Fazit: Reift hoffentlich wie ein guter Wein
Der Titel dieses Reviews lautet „Episches Rollenspiel der Zukunft“ – das ist nicht nur für das In-Game-Jahr 2077 zutreffend, sondern auch auf den Zustand der PS4-Version bisweilen. Wir wissen, dass der Start für das Game nicht der beste war, auch Ubisoft und Bethesda können ein Lied davon singen, wie schwer Open-World-Spiele bugfrei zu bekommen sind. CDPR hat aber halbwegs schnell reagiert und binnen eines Monats das Spiel auf Version 1.06 gebracht. Wer sich erinnert: Auch bei The Witcher 3 kann man Version 1 absolut nicht mit der heutigen Version vergleichen! Mittlerweile ist die PS4-Version sehr gut spielbar, bis auf die ab und an auftretenden Abstürze und kleinere visuelle Bugs. Abgesehen davon wüsste ich aus dem Stand ehrlich nicht, wo eine PS5-optimierte Version überhaupt auch nur ansetzen sollte.
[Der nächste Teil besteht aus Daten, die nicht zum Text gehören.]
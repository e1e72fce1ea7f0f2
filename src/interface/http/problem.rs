use axum::{
    Json,
    extract::Request,
    http::{HeaderValue, StatusCode, header},
    middleware::Next,
    response::{IntoResponse, Response},
};
use serde::Serialize;
use tracing::error;

use crate::domain::errors::StoreError;

pub type ApiResult<T> = Result<T, ApiError>;

/// Failure kinds the API reports to clients. Only the status code is sent;
/// store details stay server-side unless developer error pages are enabled.
#[derive(Debug)]
pub enum ApiError {
    BadRequest,
    NotFound,
    Store(StoreError),
}

impl From<StoreError> for ApiError {
    fn from(error: StoreError) -> Self {
        Self::Store(error)
    }
}

impl ApiError {
    pub fn status(&self) -> StatusCode {
        match self {
            Self::BadRequest => StatusCode::BAD_REQUEST,
            Self::NotFound => StatusCode::NOT_FOUND,
            Self::Store(_) => StatusCode::INTERNAL_SERVER_ERROR,
        }
    }
}

/// Failure description attached to 5xx responses as a response extension.
#[derive(Debug, Clone)]
pub struct ErrorDetail {
    pub title: &'static str,
    pub detail: String,
}

impl IntoResponse for ApiError {
    fn into_response(self) -> Response {
        let status = self.status();
        let mut response = status.into_response();

        if let Self::Store(store_error) = self {
            error!(error = %store_error, "unhandled store failure");
            response.extensions_mut().insert(ErrorDetail {
                title: "Storage error",
                detail: store_error.to_string(),
            });
        }

        response
    }
}

#[derive(Debug, Serialize)]
struct ProblemDetails {
    status: u16,
    title: &'static str,
    detail: String,
}

/// Middleware installed in development mode: replaces the empty body of a
/// failed response with the recorded [`ErrorDetail`].
pub async fn developer_error_details(request: Request, next: Next) -> Response {
    let response = next.run(request).await;
    let Some(detail) = response.extensions().get::<ErrorDetail>().cloned() else {
        return response;
    };

    let status = response.status();
    let payload = ProblemDetails {
        status: status.as_u16(),
        title: detail.title,
        detail: detail.detail,
    };

    let mut response = (status, Json(payload)).into_response();
    response.headers_mut().insert(
        header::CONTENT_TYPE,
        HeaderValue::from_static("application/problem+json"),
    );
    response
}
Das Spiel läuft butterweich auf 60 Bildern pro Sekunde, die Texturen sind scharf, die Effekte schön und das Game präsentiert sich jetzt schon von seiner besten Seite. Mir gefallen Spiele, die euch die Konsequenzen eures Tuns präsentieren, und in Cyberpunk 2077 passiert dies nicht immer auf dem Silbertablett. Die Story hinter V ist jedenfalls solide, die Entscheidungsfreiheit, wie ihr was angeht, liegt immer bei euch und ihr könnt mit so gut wie jedem Ansatz weiterspielen. Ihr fühlt euch immer mächtig, und die Immersion in diesem gewaltigen Cyberpunk-Spektakel reißt einfach nicht ab. Zumindest so lange, wie ihr keinen Absturz-Screen oder einen urkomischen visuellen Bug findet – solange das noch der Fall ist, ziehe ich einen Pixel von der Wertung ab. Wir können gespannt sein, was in den nächsten Monaten aus Cyberpunk 2077 noch wird!